Carcinoma of the gallbladder and cholecystostomy
W. N. Castle, H. J. Wanebo and R. E. Fechner
Seven cases of carcinoma of the gallbladder after cholecystostomy were seen
at the University of Virginia Medical Center, Charlottesville, between 1926
and 1979. These cases represented 6.7% of all cases of carcinoma of the
gallbladder treated at that institution during that period. The interval
between cholecystostomy and diagnosis of carcinoma ranged from three months
to 40 years. Five patients had "gallbladder" symptoms intermittently during
the interval, and two patients did not. One of the patients had a confirmed
calcified or porcelain gallbladder five years before the development of
carcinoma.

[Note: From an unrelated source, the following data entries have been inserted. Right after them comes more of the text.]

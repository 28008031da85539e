/// Largest payload a single packet segment may carry, in bytes.
pub const MTU_SIZE_BYTES: usize = 1200;
pub const MTU_SIZE_BITS: u32 = (MTU_SIZE_BYTES * 8) as u32;
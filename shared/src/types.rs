/// Dense per-system offset of a replicated object.
pub type InternalIndex = u32;

/// Index 0 never names an object.
pub const INVALID_INTERNAL_INDEX: InternalIndex = 0;

/// Out-of-band attachments (huge-object fragments) travel under index 0.
pub const OOB_ATTACHMENT_INDEX: InternalIndex = 0;

pub type ConnectionId = u32;

pub type ProtocolId = u32;

/// Outcome of a written packet, reported back by the transport in the order
/// the packets were written.
#[derive(Clone, Copy, Debug, PartialEq, Eq, Hash)]
pub enum DeliveryStatus {
    Delivered,
    Lost,
    /// The packet will never be resent or acknowledged, e.g. the connection
    /// is closing.
    Discarded,
}

#[derive(Clone, Copy, Debug, PartialEq, Eq, Hash)]
pub enum WriteResult {
    /// Nothing was written and the packet segment was rolled back.
    NoData,
    Ok,
    /// Data was written but more is waiting for a later packet.
    HasMoreData,
}
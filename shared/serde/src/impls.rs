use crate::{BitReader, BitWrite, ConstBitLength, Serde, SerdeErr};

// Booleans

impl Serde for bool {
    fn ser(&self, writer: &mut dyn BitWrite) {
        writer.write_bit(*self);
    }

    fn de(reader: &mut BitReader) -> Result<Self, SerdeErr> {
        reader.read_bit()
    }

    fn bit_length(&self) -> u32 {
        1
    }
}

impl ConstBitLength for bool {
    fn const_bit_length() -> u32 {
        1
    }
}

// Unsigned integers

macro_rules! impl_serde_unsigned {
    ($type:ty, $bits:expr) => {
        impl Serde for $type {
            fn ser(&self, writer: &mut dyn BitWrite) {
                writer.write_bits(u64::from(*self), $bits);
            }

            fn de(reader: &mut BitReader) -> Result<Self, SerdeErr> {
                let value = reader.read_bits($bits)?;
                <$type>::try_from(value).map_err(|_| SerdeErr::ValueOutOfRange {
                    value,
                    type_name: stringify!($type),
                })
            }

            fn bit_length(&self) -> u32 {
                $bits
            }
        }

        impl ConstBitLength for $type {
            fn const_bit_length() -> u32 {
                $bits
            }
        }
    };
}

impl_serde_unsigned!(u8, 8);
impl_serde_unsigned!(u16, 16);
impl_serde_unsigned!(u32, 32);
impl_serde_unsigned!(u64, 64);

// Signed integers, written as their two's complement bit pattern

macro_rules! impl_serde_signed {
    ($type:ty, $unsigned:ty, $bits:expr) => {
        impl Serde for $type {
            fn ser(&self, writer: &mut dyn BitWrite) {
                writer.write_bits(u64::from(*self as $unsigned), $bits);
            }

            fn de(reader: &mut BitReader) -> Result<Self, SerdeErr> {
                // truncation keeps the two's complement bit pattern
                let value = reader.read_bits($bits)?;
                Ok(value as $type)
            }

            fn bit_length(&self) -> u32 {
                $bits
            }
        }

        impl ConstBitLength for $type {
            fn const_bit_length() -> u32 {
                $bits
            }
        }
    };
}

impl_serde_signed!(i8, u8, 8);
impl_serde_signed!(i16, u16, 16);
impl_serde_signed!(i32, u32, 32);
impl_serde_signed!(i64, u64, 64);

// Floats

impl Serde for f32 {
    fn ser(&self, writer: &mut dyn BitWrite) {
        writer.write_bits(u64::from(self.to_bits()), 32);
    }

    fn de(reader: &mut BitReader) -> Result<Self, SerdeErr> {
        let bits = reader.read_bits(32)?;
        Ok(f32::from_bits(bits as u32))
    }

    fn bit_length(&self) -> u32 {
        32
    }
}

impl Serde for f64 {
    fn ser(&self, writer: &mut dyn BitWrite) {
        writer.write_bits(self.to_bits(), 64);
    }

    fn de(reader: &mut BitReader) -> Result<Self, SerdeErr> {
        let bits = reader.read_bits(64)?;
        Ok(f64::from_bits(bits))
    }

    fn bit_length(&self) -> u32 {
        64
    }
}

// Options

impl<T: Serde> Serde for Option<T> {
    fn ser(&self, writer: &mut dyn BitWrite) {
        match self {
            Some(value) => {
                writer.write_bit(true);
                value.ser(writer);
            }
            None => {
                writer.write_bit(false);
            }
        }
    }

    fn de(reader: &mut BitReader) -> Result<Self, SerdeErr> {
        if reader.read_bit()? {
            Ok(Some(T::de(reader)?))
        } else {
            Ok(None)
        }
    }

    fn bit_length(&self) -> u32 {
        match self {
            Some(value) => 1 + value.bit_length(),
            None => 1,
        }
    }
}
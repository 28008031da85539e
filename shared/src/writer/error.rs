use thiserror::Error;

use crate::{handle::NetHandle, writer::state::ReplicatedObjectState};

/// A state machine edge that is not in the legal transition table
#[derive(Debug, Clone, PartialEq, Eq, Error)]
pub enum StateTransitionError {
    /// The object cannot move from `from` to `to`
    #[error("Illegal replication state transition from {from:?} to {to:?}")]
    Illegal {
        from: ReplicatedObjectState,
        to: ReplicatedObjectState,
    },
}

/// Errors that end writing for a connection
#[derive(Debug, Clone, PartialEq, Eq, Error)]
pub enum WriterError {
    /// A batch does not fit the batch size field
    #[error("Object {handle} needs {bits} bits but a batch can carry at most {max_bits}; it must be sent as a huge object")]
    ObjectStateTooLarge {
        handle: NetHandle,
        bits: u32,
        max_bits: u32,
    },

    /// An object does not fit even the huge-object scratch buffer
    #[error("Object {handle} does not fit the {max_bits} bit huge-object buffer")]
    HugeObjectTooLarge { handle: NetHandle, max_bits: u32 },

    /// An object was driven through an illegal state transition
    #[error(transparent)]
    StateTransition(#[from] StateTransitionError),
}
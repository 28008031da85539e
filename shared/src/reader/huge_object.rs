use netrep_serde::{BitWriter, OwnedBitReader, Serde, UnsignedVariableInteger};

use crate::{attachment::NetAttachment, reader::error::ReaderError};

/// Collects the fragments of one huge object at a time. Fragments arrive
/// through the reliable out-of-band lane, so they are already in order.
pub struct HugeObjectAssembler {
    buffer: BitWriter,
    expected_index: u64,
    fragment_count: u64,
    max_bits: u32,
}

impl HugeObjectAssembler {
    pub fn new(max_bits: u32) -> Self {
        Self {
            buffer: BitWriter::with_max_bits(max_bits),
            expected_index: 0,
            fragment_count: 0,
            max_bits,
        }
    }

    pub fn is_assembling(&self) -> bool {
        self.expected_index != 0
    }

    /// Appends one fragment. Returns the reassembled buffer once the last
    /// fragment is in.
    pub fn receive(&mut self, fragment: &NetAttachment) -> Result<Option<OwnedBitReader>, ReaderError> {
        let mut reader = fragment.reader();
        let index = UnsignedVariableInteger::<7>::de(&mut reader)?.get();
        let count = UnsignedVariableInteger::<7>::de(&mut reader)?.get();

        if index != self.expected_index || count == 0 || (index > 0 && count != self.fragment_count) {
            let expected = self.expected_index;
            self.reset();
            return Err(ReaderError::HugeObjectFragmentMismatch { index, count, expected });
        }
        if index == 0 {
            self.fragment_count = count;
        }

        let chunk_bits = reader.bits_left();
        let total_bits = u64::from(self.buffer.bit_position()) + u64::from(chunk_bits);
        if total_bits > u64::from(self.max_bits) {
            self.reset();
            return Err(ReaderError::HugeObjectTooLarge {
                bits: total_bits,
                max_bits: self.max_bits,
            });
        }
        self.buffer.write_from_reader(&mut reader, chunk_bits)?;
        self.expected_index += 1;

        if self.expected_index < self.fragment_count {
            return Ok(None);
        }
        let buffer = std::mem::replace(&mut self.buffer, BitWriter::with_max_bits(self.max_bits));
        self.expected_index = 0;
        self.fragment_count = 0;
        let bit_length = buffer.bit_position();
        Ok(Some(OwnedBitReader::new(buffer.to_bytes(), bit_length)))
    }

    fn reset(&mut self) {
        self.buffer = BitWriter::with_max_bits(self.max_bits);
        self.expected_index = 0;
        self.fragment_count = 0;
    }
}
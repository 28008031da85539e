use std::collections::HashSet;

use log::{debug, info, trace};

use crate::{
    attachment::{AttachmentError, AttachmentSendQueue, NetAttachment, MAX_QUEUED_RELIABLE_ATTACHMENTS},
    bit_array::{BitArray, ChangeMask},
    config::ReplicationConfig,
    constants::MAX_HUGE_OBJECT_FRAGMENTS_IN_FLIGHT,
    handle::NetHandle,
    registry::{MaxInternalIndexListener, ObjectRegistry, SubObjectCondition},
    types::{ConnectionId, InternalIndex},
    writer::{
        baselines::BaselineStore,
        error::WriterError,
        huge_object::HugeObjectSendQueue,
        record::ReplicationRecord,
        replication_info::ReplicationInfo,
        state::ReplicatedObjectState,
    },
};

/// Decides what one connection is sent about every object in its scope,
/// and keeps track of it until the peer has acknowledged it.
pub struct ReplicationWriter {
    pub(super) connection_id: ConnectionId,
    pub(super) config: ReplicationConfig,
    pub(super) infos: Vec<ReplicationInfo>,
    pub(super) objects_in_scope: BitArray,
    /// Objects leaving the connection: waiting for a flush, for creation to
    /// be confirmed, or for their destroy to be written.
    pub(super) objects_pending_destroy: BitArray,
    pub(super) priorities: Vec<f32>,
    pub(super) baselines: BaselineStore,
    pub(super) record: ReplicationRecord,
    pub(super) huge_objects: HugeObjectSendQueue,
    pub(super) oob_attachments: AttachmentSendQueue,
    pub(super) acked_exports: HashSet<NetHandle>,
    /// Static objects whose destroy this connection has acknowledged.
    pub(super) destroyed_statics: HashSet<NetHandle>,
    next_epoch: u32,
}
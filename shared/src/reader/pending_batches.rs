use std::{
    collections::{BTreeMap, VecDeque},
    time::Instant,
};

use netrep_serde::OwnedBitReader;

use crate::handle::NetHandle;

/// One piece of data held back for an object.
pub enum PendingChunk {
    /// Batch content as read from the wire, without its exports.
    Batch {
        content: OwnedBitReader,
        exports: Vec<NetHandle>,
    },
    /// The root destroy section ended the object while it was queued.
    EndReplication { destroy_instance: bool },
}

/// Chunks of one object, waiting on must-be-mapped references.
pub struct PendingBatchQueue {
    pub(crate) chunks: VecDeque<PendingChunk>,
    pub(crate) pending_references: Vec<NetHandle>,
    pub(crate) queued_at: Instant,
    pub(crate) retries: u32,
}

impl PendingBatchQueue {
    fn new(now: Instant) -> Self {
        Self {
            chunks: VecDeque::new(),
            pending_references: Vec::new(),
            queued_at: now,
            retries: 0,
        }
    }

    /// Handles that must load before the head chunk can be read.
    pub fn pending_references(&self) -> &[NetHandle] {
        &self.pending_references
    }

    pub fn len(&self) -> usize {
        self.chunks.len()
    }

    pub fn is_empty(&self) -> bool {
        self.chunks.is_empty()
    }
}

/// Every object with queued data, in handle order so retries are stable.
#[derive(Default)]
pub struct PendingBatches {
    queues: BTreeMap<NetHandle, PendingBatchQueue>,
}

impl PendingBatches {
    pub fn new() -> Self {
        Self::default()
    }

    pub fn contains(&self, handle: NetHandle) -> bool {
        self.queues.contains_key(&handle)
    }

    pub fn is_empty(&self) -> bool {
        self.queues.is_empty()
    }

    pub fn len(&self) -> usize {
        self.queues.len()
    }

    pub fn get(&self, handle: NetHandle) -> Option<&PendingBatchQueue> {
        self.queues.get(&handle)
    }

    /// Appends `chunk` to the queue of `handle`, starting one if needed.
    /// `pending_references` only replaces the recorded list when the queue
    /// is new.
    pub fn push(&mut self, handle: NetHandle, chunk: PendingChunk, pending_references: Vec<NetHandle>, now: Instant) {
        let queue = self.queues.entry(handle).or_insert_with(|| {
            let mut queue = PendingBatchQueue::new(now);
            queue.pending_references = pending_references;
            queue
        });
        queue.chunks.push_back(chunk);
    }

    pub fn handles(&self) -> Vec<NetHandle> {
        self.queues.keys().copied().collect()
    }

    pub fn get_mut(&mut self, handle: NetHandle) -> Option<&mut PendingBatchQueue> {
        self.queues.get_mut(&handle)
    }

    pub fn remove(&mut self, handle: NetHandle) -> Option<PendingBatchQueue> {
        self.queues.remove(&handle)
    }

    pub fn clear(&mut self) {
        self.queues.clear();
    }
}
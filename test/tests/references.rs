/// Scenarios for reference members whose target is not known to the peer
/// when the owner arrives.

use std::time::Duration;

use netrep_shared::{MemberValue, NetHandle, ReaderEvent};
use netrep_test::{
    test_protocol::{CRATE, GATE, GATE_KEY, TURRET, TURRET_HEADING, TURRET_TARGET},
    TestPeers, CLIENT_ID,
};

#[test]
fn dynamic_reference_is_applied_once_its_target_arrives() {
    let mut peers = TestPeers::new();
    let target = peers.create(CRATE);
    let turret = peers.create(TURRET);
    peers.server.set_in_scope(CLIENT_ID, target, false).unwrap();
    peers.set(turret, TURRET_HEADING, MemberValue::Unsigned(90));
    peers.set(turret, TURRET_TARGET, MemberValue::Reference(target));

    peers.tick();
    netrep_test::assert_replicated!(peers, turret);
    netrep_test::assert_not_replicated!(peers, target);
    assert_eq!(peers.world.applies_for(turret), vec![(vec![TURRET_HEADING as u32], true)]);
    assert_eq!(
        peers.world.value(turret, TURRET_TARGET),
        Some(&MemberValue::Reference(NetHandle::INVALID))
    );
    assert!(peers.remote().has_unresolved_references());

    peers.server.set_in_scope(CLIENT_ID, target, true).unwrap();
    peers.tick();
    netrep_test::assert_replicated!(peers, target);

    // only the held back member is handed over, after its target exists
    assert_eq!(
        peers.world.applies_for(turret),
        vec![
            (vec![TURRET_HEADING as u32], true),
            (vec![TURRET_TARGET as u32], false)
        ]
    );
    assert_eq!(
        peers.world.value(turret, TURRET_TARGET),
        Some(&MemberValue::Reference(target))
    );
    assert!(!peers.remote().has_unresolved_references());
    netrep_test::assert_no_violations!(peers);
}

#[test]
fn reference_to_a_preloaded_object_resolves_immediately() {
    let mut peers = TestPeers::new();
    let target = peers.create(CRATE);
    let turret = peers.create(TURRET);
    peers.server.set_in_scope(CLIENT_ID, target, false).unwrap();
    peers.world.preloaded.insert(target);
    peers.set(turret, TURRET_TARGET, MemberValue::Reference(target));

    peers.tick();

    assert_eq!(
        peers.world.value(turret, TURRET_TARGET),
        Some(&MemberValue::Reference(target))
    );
    assert!(!peers.remote().has_unresolved_references());
}

#[test]
fn target_leaving_puts_the_reference_back_on_hold() {
    let mut peers = TestPeers::new();
    let target = peers.create(CRATE);
    let turret = peers.create(TURRET);
    peers.set(turret, TURRET_TARGET, MemberValue::Reference(target));
    peers.settle(8);
    assert!(!peers.remote().has_unresolved_references());

    peers.server.set_in_scope(CLIENT_ID, target, false).unwrap();
    peers.settle(8);
    netrep_test::assert_not_replicated!(peers, target);
    assert!(peers.remote().has_unresolved_references());
}

#[test]
fn must_be_mapped_reference_holds_back_its_owner() {
    let mut peers = TestPeers::new();
    let key = peers.create(CRATE);
    let gate = peers.create(GATE);
    peers.set(gate, GATE_KEY, MemberValue::Reference(key));
    peers.world.loading.insert(key);

    peers.tick();
    netrep_test::assert_replicated!(peers, key);
    assert!(!peers.world.has(gate));
    assert!(peers.remote().is_queued(gate));

    peers.world.loading.clear();
    peers.deliver();

    netrep_test::assert_replicated!(peers, gate);
    assert!(!peers.remote().is_queued(gate));
    assert_eq!(peers.world.value(gate, GATE_KEY), Some(&MemberValue::Reference(key)));
}

#[test]
fn held_back_updates_are_applied_together_once_released() {
    let mut peers = TestPeers::new();
    let key = peers.create(CRATE);
    let other_key = peers.create(CRATE);
    let gate = peers.create(GATE);
    peers.set(gate, GATE_KEY, MemberValue::Reference(key));
    peers.world.loading.insert(key);
    peers.tick();

    // queued behind the creation, even though its own export is loaded
    peers.set(gate, GATE_KEY, MemberValue::Reference(other_key));
    peers.tick();
    assert!(!peers.world.has(gate));

    peers.world.loading.clear();
    peers.deliver();

    assert_eq!(peers.world.applies_for(gate), vec![(vec![GATE_KEY as u32], true)]);
    assert_eq!(
        peers.world.value(gate, GATE_KEY),
        Some(&MemberValue::Reference(other_key))
    );
}

#[test]
fn stalled_owner_reports_a_timeout() {
    let mut peers = TestPeers::new();
    let key = peers.create(CRATE);
    let gate = peers.create(GATE);
    peers.set(gate, GATE_KEY, MemberValue::Reference(key));
    peers.world.loading.insert(key);
    peers.tick();
    assert!(peers.take_events().is_empty());

    peers.advance(Duration::from_secs(31));
    let mut events = Vec::new();
    for _ in 0..64 {
        peers.deliver();
        events = peers.take_events();
        if !events.is_empty() {
            break;
        }
    }

    assert_eq!(
        events,
        vec![ReaderEvent::QueuedBatchTimeout {
            handle: gate,
            pending: vec![key]
        }]
    );
    // still waiting, not dropped
    assert!(peers.remote().is_queued(gate));
}

#[test]
fn long_unresolved_reference_is_retried_less_often() {
    let mut peers = TestPeers::new();
    let target = peers.create(CRATE);
    let turret = peers.create(TURRET);
    peers.server.set_in_scope(CLIENT_ID, target, false).unwrap();
    peers.set(turret, TURRET_TARGET, MemberValue::Reference(target));
    peers.tick();
    assert!(peers.remote().has_unresolved_references());

    // past the hot lifetime the member is checked once more, then goes cold
    peers.advance(Duration::from_millis(1100));
    peers.deliver();
    peers.world.preloaded.insert(target);

    peers.advance(Duration::from_millis(100));
    peers.deliver();
    assert!(peers.remote().has_unresolved_references());
    assert_eq!(
        peers.world.value(turret, TURRET_TARGET),
        Some(&MemberValue::Reference(NetHandle::INVALID))
    );

    peers.advance(Duration::from_millis(100));
    peers.deliver();
    assert!(!peers.remote().has_unresolved_references());
    assert_eq!(
        peers.world.value(turret, TURRET_TARGET),
        Some(&MemberValue::Reference(target))
    );
}
#![allow(non_camel_case_types)]
#![allow(clippy::upper_case_acronyms)]
use crate::msgs::codec::{Codec, Reader};

enum_builder! {
    /// The `HandshakeType` TLS protocol enum.  Values in this enum are taken
    /// from the various RFCs covering TLS, and are listed by IANA.
    /// The `Unknown` item is used when processing unrecognized ordinals.
    #[repr(u8)]
    pub enum HandshakeType {
        HelloRequest => 0x00,
        ClientHello => 0x01,
        ServerHello => 0x02,
        HelloVerifyRequest => 0x03,
        NewSessionTicket => 0x04,
        EndOfEarlyData => 0x05,
        HelloRetryRequest => 0x06,
        EncryptedExtensions => 0x08,
        RequestConnectionId => 0x09,
        NewConnectionId => 0x0a,
        Certificate => 0x0b,
        ServerKeyExchange => 0x0c,
        CertificateRequest => 0x0d,
        ServerHelloDone => 0x0e,
        CertificateVerify => 0x0f,
        ClientKeyExchange => 0x10,
        Finished => 0x14,
        CertificateURL => 0x15,
        CertificateStatus => 0x16,
        SupplementalData => 0x17,
        KeyUpdate => 0x18,
        CompressedCertificate => 0x19,
        MessageHash => 0xfe,
    }
}

enum_builder! {
    /// The `ContentType` TLS protocol enum.  Values in this enum are taken
    /// from the various RFCs covering TLS, and are listed by IANA.
    /// The `Unknown` item is used when processing unrecognized ordinals.
    #[repr(u8)]
    pub enum ContentType {
        ChangeCipherSpec => 0x14,
        Alert => 0x15,
        Handshake => 0x16,
        ApplicationData => 0x17,
        Heartbeat => 0x18,
    }
}

enum_builder! {
    /// The `ProtocolVersion` TLS protocol enum.  Values in this enum are taken
    /// from the various RFCs covering TLS, and are listed by IANA.
    /// The `Unknown` item is used when processing unrecognized ordinals.
    #[repr(u16)]
    pub enum ProtocolVersion {
        SSLv2 => 0x0200,
        SSLv3 => 0x0300,
        TLSv1_0 => 0x0301,
        TLSv1_1 => 0x0302,
        TLSv1_2 => 0x0303,
        TLSv1_3 => 0x0304,
        DTLSv1_0 => 0xFEFF,
        DTLSv1_2 => 0xFEFD,
        DTLSv1_3 => 0xFEFC,
    }
}

impl ProtocolVersion {
    /// The high byte of the wire encoding.
    pub fn major(self) -> u8 {
        self.to_array()[0]
    }

    /// The low byte of the wire encoding.
    pub fn minor(self) -> u8 {
        self.to_array()[1]
    }

    /// SSL 3.0 only.
    pub fn is_ssl(self) -> bool {
        self == Self::SSLv3
    }

    /// Any version in the SSL 3.0/TLS family.
    pub fn is_tls(self) -> bool {
        self.major() == 0x03
    }

    /// Any version in the DTLS family.
    pub fn is_dtls(self) -> bool {
        self.major() == 0xfe
    }

    /// The TLS version whose record protection and key schedule this version uses.
    ///
    /// TLS versions map to themselves.  DTLS 1.0 was derived from TLS 1.1.
    /// Returns `None` for unrecognised DTLS versions and other families.
    pub fn equivalent_tls_version(self) -> Option<Self> {
        match self.major() {
            0x03 => Some(self),
            0xfe => match self {
                Self::DTLSv1_0 => Some(Self::TLSv1_1),
                Self::DTLSv1_2 => Some(Self::TLSv1_2),
                Self::DTLSv1_3 => Some(Self::TLSv1_3),
                _ => None,
            },
            _ => None,
        }
    }

    /// Whether `self` precedes `other` in the same protocol family.
    ///
    /// DTLS minor versions count downwards.  Versions from different
    /// families are never ordered.
    pub fn is_earlier_version_of(self, other: Self) -> bool {
        if self.major() != other.major() {
            return false;
        }

        match self.is_dtls() {
            true => self.minor() > other.minor(),
            false => self.minor() < other.minor(),
        }
    }

    /// Whether `self` is `other`, or precedes it in the same family.
    pub fn is_equal_or_earlier_version_of(self, other: Self) -> bool {
        self == other || self.is_earlier_version_of(other)
    }

    /// Whether `self` follows `other` in the same protocol family.
    pub fn is_later_version_of(self, other: Self) -> bool {
        other.is_earlier_version_of(self)
    }

    /// Whether `self` is `other`, or follows it in the same family.
    pub fn is_equal_or_later_version_of(self, other: Self) -> bool {
        self == other || self.is_later_version_of(other)
    }

    fn is_at_least_tls(self, floor: Self) -> bool {
        match self.equivalent_tls_version() {
            Some(tls) => tls.is_equal_or_later_version_of(floor),
            None => false,
        }
    }

    /// TLS 1.1, DTLS 1.0 or anything later.
    pub fn is_tls11_or_later(self) -> bool {
        self.is_at_least_tls(Self::TLSv1_1)
    }

    /// TLS 1.2, DTLS 1.2 or anything later.
    pub fn is_tls12_or_later(self) -> bool {
        self.is_at_least_tls(Self::TLSv1_2)
    }

    /// TLS 1.3, DTLS 1.3 or anything later.
    pub fn is_tls13_or_later(self) -> bool {
        self.is_at_least_tls(Self::TLSv1_3)
    }

    /// Exactly TLS 1.2 or DTLS 1.2.
    pub fn is_tls12_exactly(self) -> bool {
        self.is_tls12_or_later() && !self.is_tls13_or_later()
    }

    /// TLS versions a session can be negotiated at: 1.0 to 1.3.
    ///
    /// SSL 3.0 keys can still be derived for legacy peers, but a new
    /// session is never negotiated at that version.
    pub fn is_supported_tls_version(self) -> bool {
        matches!(
            self,
            Self::TLSv1_0 | Self::TLSv1_1 | Self::TLSv1_2 | Self::TLSv1_3
        )
    }

    /// DTLS versions a session can be negotiated at: 1.0 and 1.2.
    pub fn is_supported_dtls_version(self) -> bool {
        matches!(self, Self::DTLSv1_0 | Self::DTLSv1_2)
    }

    /// Whether the `signature_algorithms` extension exists at this version.
    pub fn allows_signature_algorithms(self) -> bool {
        self.is_tls12_or_later()
    }
}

At operation, none was found to have localized disease, and most
had extensive metastatic disease. There were no survivors. Primary
carcinoma of the gallbladder is an aggressive disease and difficult to
diagnose. Few specific characteristics are available to the clinician and
surgeon to detect this disease in its early stages. Patients who undergo
cholecystostomy or have undergone cholecystostomy, with or without
symptoms, should have elective cholecystectomy if they are acceptable
operative risks. Such a policy would prevent a small, but substantial,
number of cases of carcinoma of the gallbladder.